(INFORMATION Opens)

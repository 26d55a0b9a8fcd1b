//! Option registry contract tests: set/reset/check semantics shared by
//! every module.

use red_team_shell::options::{parse_set_args, ModuleOptions, SetOutcome};
use red_team_shell::Error;

fn set_one(options: &mut ModuleOptions, key: &str, value: &str) {
    let outcome = options.set(&[(key.to_string(), Some(value.to_string()))]);
    assert_eq!(outcome, SetOutcome::Updated);
}

#[test]
fn reset_clears_every_option_and_required_checks_fail_again() {
    let mut options = ModuleOptions::new()
        .declare("id", true, "The unique ID for the user")
        .declare("note", false, "Free-form note");

    set_one(&mut options, "id", "00u123");
    set_one(&mut options, "note", "scratch");
    assert!(options.check().is_ok());

    options.reset();

    assert_eq!(options.get("id"), None);
    assert_eq!(options.get("note"), None);
    assert!(options.check().is_err());
}

#[test]
fn all_null_updates_are_a_no_op_that_requests_usage() {
    let mut options = ModuleOptions::new()
        .declare("id", true, "The unique ID for the user")
        .declare("email", false, "Primary email address");
    set_one(&mut options, "id", "00u123");

    let before = options.clone();
    let outcome = options.set(&[("id".to_string(), None), ("email".to_string(), None)]);

    assert_eq!(outcome, SetOutcome::ShowUsage);
    assert_eq!(options, before);
}

#[test]
fn list_options_split_comma_input_into_ordered_values() {
    let mut options = ModuleOptions::new().declare_list("group_ids", false, "Group IDs");

    set_one(&mut options, "group_ids", "a,b,c");

    assert_eq!(
        options.get_list("group_ids"),
        Some(&["a".to_string(), "b".to_string(), "c".to_string()][..])
    );
}

#[test]
fn set_trims_surrounding_whitespace() {
    let mut options = ModuleOptions::new().declare("id", true, "The unique ID for the user");

    set_one(&mut options, "id", "  00u123  ");

    assert_eq!(options.get("id"), Some("00u123"));
}

#[test]
fn blank_input_does_not_clobber_a_previously_set_value() {
    let mut options = ModuleOptions::new().declare("id", true, "The unique ID for the user");
    set_one(&mut options, "id", "00u123");

    options.set(&[("id".to_string(), Some("   ".to_string()))]);

    assert_eq!(options.get("id"), Some("00u123"));
    assert!(options.check().is_ok());
}

#[test]
fn unknown_option_names_are_skipped_without_mutating_known_ones() {
    let mut options = ModuleOptions::new().declare("id", true, "The unique ID for the user");
    set_one(&mut options, "id", "00u123");

    let outcome = options.set(&[("bogus".to_string(), Some("value".to_string()))]);

    assert_eq!(outcome, SetOutcome::Updated);
    assert_eq!(options.get("id"), Some("00u123"));
    assert_eq!(options.get("bogus"), None);
}

#[test]
fn check_scans_past_satisfied_and_optional_options() {
    // An optional unset option first, a required unset option second: the
    // scan must not stop at the first entry.
    let options = ModuleOptions::new()
        .declare("note", false, "Free-form note")
        .declare("id", true, "The unique ID for the user");

    match options.check() {
        Err(Error::Validation(name)) => assert_eq!(name, "id"),
        other => panic!("expected validation failure for id, got {other:?}"),
    }
}

#[test]
fn check_reports_the_first_required_option_that_is_unset() {
    let mut options = ModuleOptions::new()
        .declare("first_name", true, "Given name of the user")
        .declare("last_name", true, "Family name of the user");
    set_one(&mut options, "first_name", "Ada");

    match options.check() {
        Err(Error::Validation(name)) => assert_eq!(name, "last-name"),
        other => panic!("expected validation failure for last-name, got {other:?}"),
    }
}

#[test]
fn lifecycle_scenario_check_set_check_reset_check() {
    let mut options = ModuleOptions::new().declare("id", true, "The unique ID for the user");

    assert!(options.check().is_err());

    set_one(&mut options, "id", "123");
    assert!(options.check().is_ok());

    options.reset();
    assert!(options.check().is_err());
}

#[test]
fn set_args_parse_flags_and_map_dashes_to_underscores() {
    let args: Vec<String> =
        ["--first-name", "Ada", "--group-ids", "a,b"].iter().map(|s| s.to_string()).collect();

    let updates = parse_set_args(&args);

    assert_eq!(
        updates,
        vec![
            ("first_name".to_string(), Some("Ada".to_string())),
            ("group_ids".to_string(), Some("a,b".to_string())),
        ]
    );
}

(INFORMATION Closes)

### WHAT IS NEEDED
Please return the full set of records exactly as given above.

### RESULT OF THE EXERCISE
repository 26d55a0b9a8fcd1b
//! Option registry contract tests: set/reset/check semantics shared by
//! every module.

use red_team_shell::options::{parse_set_args, ModuleOptions, SetOutcome};
use red_team_shell::Error;

fn set_one(options: &mut ModuleOptions, key: &str, value: &str) {
    let outcome = options.set(&[(key.to_string(), Some(value.to_string()))]);
    assert_eq!(outcome, SetOutcome::Updated);
}

#[test]
fn reset_clears_every_option_and_required_checks_fail_again() {
    let mut options = ModuleOptions::new()
        .declare("id", true, "The unique ID for the user")
        .declare("note", false, "Free-form note");

    set_one(&mut options, "id", "00u123");
    set_one(&mut options, "note", "scratch");
    assert!(options.check().is_ok());

    options.reset();

    assert_eq!(options.get("id"), None);
    assert_eq!(options.get("note"), None);
    assert!(options.check().is_err());
}

#[test]
fn all_null_updates_are_a_no_op_that_requests_usage() {
    let mut options = ModuleOptions::new()
        .declare("id", true, "The unique ID for the user")
        .declare("email", false, "Primary email address");
    set_one(&mut options, "id", "00u123");

    let before = options.clone();
    let outcome = options.set(&[("id".to_string(), None), ("email".to_string(), None)]);

    assert_eq!(outcome, SetOutcome::ShowUsage);
    assert_eq!(options, before);
}

#[test]
fn list_options_split_comma_input_into_ordered_values() {
    let mut options = ModuleOptions::new().declare_list("group_ids", false, "Group IDs");

    set_one(&mut options, "group_ids", "a,b,c");

    assert_eq!(
        options.get_list("group_ids"),
        Some(&["a".to_string(), "b".to_string(), "c".to_string()][..])
    );
}

#[test]
fn set_trims_surrounding_whitespace() {
    let mut options = ModuleOptions::new().declare("id", true, "The unique ID for the user");

    set_one(&mut options, "id", "  00u123  ");

    assert_eq!(options.get("id"), Some("00u123"));
}

#[test]
fn blank_input_does_not_clobber_a_previously_set_value() {
    let mut options = ModuleOptions::new().declare("id", true, "The unique ID for the user");
    set_one(&mut options, "id", "00u123");

    options.set(&[("id".to_string(), Some("   ".to_string()))]);

    assert_eq!(options.get("id"), Some("00u123"));
    assert!(options.check().is_ok());
}

#[test]
fn unknown_option_names_are_skipped_without_mutating_known_ones() {
    let mut options = ModuleOptions::new().declare("id", true, "The unique ID for the user");
    set_one(&mut options, "id", "00u123");

    let outcome = options.set(&[("bogus".to_string(), Some("value".to_string()))]);

    assert_eq!(outcome, SetOutcome::Updated);
    assert_eq!(options.get("id"), Some("00u123"));
    assert_eq!(options.get("bogus"), None);
}

#[test]
fn check_scans_past_satisfied_and_optional_options() {
    // An optional unset option first, a required unset option second: the
    // scan must not stop at the first entry.
    let options = ModuleOptions::new()
        .declare("note", false, "Free-form note")
        .declare("id", true, "The unique ID for the user");

    match options.check() {
        Err(Error::Validation(name)) => assert_eq!(name, "id"),
        other => panic!("expected validation failure for id, got {other:?}"),
    }
}

#[test]
fn check_reports_the_first_required_option_that_is_unset() {
    let mut options = ModuleOptions::new()
        .declare("first_name", true, "Given name of the user")
        .declare("last_name", true, "Family name of the user");
    set_one(&mut options, "first_name", "Ada");

    match options.check() {
        Err(Error::Validation(name)) => assert_eq!(name, "last-name"),
        other => panic!("expected validation failure for last-name, got {other:?}"),
    }
}

#[test]
fn lifecycle_scenario_check_set_check_reset_check() {
    let mut options = ModuleOptions::new().declare("id", true, "The unique ID for the user");

    assert!(options.check().is_err());

    set_one(&mut options, "id", "123");
    assert!(options.check().is_ok());

    options.reset();
    assert!(options.check().is_err());
}

#[test]
fn set_args_parse_flags_and_map_dashes_to_underscores() {
    let args: Vec<String> =
        ["--first-name", "Ada", "--group-ids", "a,b"].iter().map(|s| s.to_string()).collect();

    let updates = parse_set_args(&args);

    assert_eq!(
        updates,
        vec![
            ("first_name".to_string(), Some("Ada".to_string())),
            ("group_ids".to_string(), Some("a,b".to_string())),
        ]
    );
}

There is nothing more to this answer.